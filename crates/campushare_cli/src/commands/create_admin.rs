//! Create-admin command.

use super::CommandResult;
use campushare_core::models::NewUser;
use campushare_core::{Database, DatabaseConfig, HashCost, PasswordHasher, Services};
use tracing::info;

/// Creates an administrator, migrating the database first if needed.
pub async fn run(config: &DatabaseConfig, input: NewUser) -> CommandResult {
    let db = Database::open(config).await?;
    let services = Services::new(db.clone(), PasswordHasher::new(HashCost::Standard));

    let user = services.users.create_admin(input).await?;
    info!(user = user.id, "administrator created");
    println!("Created administrator {} (id {}).", user.username, user.id);

    db.close().await;
    Ok(())
}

Exercise goal.
Write out every line from the data above that includes "NewUser".

Task answer.
use campushare_core::models::NewUser;
pub async fn run(config: &DatabaseConfig, input: NewUser) -> CommandResult {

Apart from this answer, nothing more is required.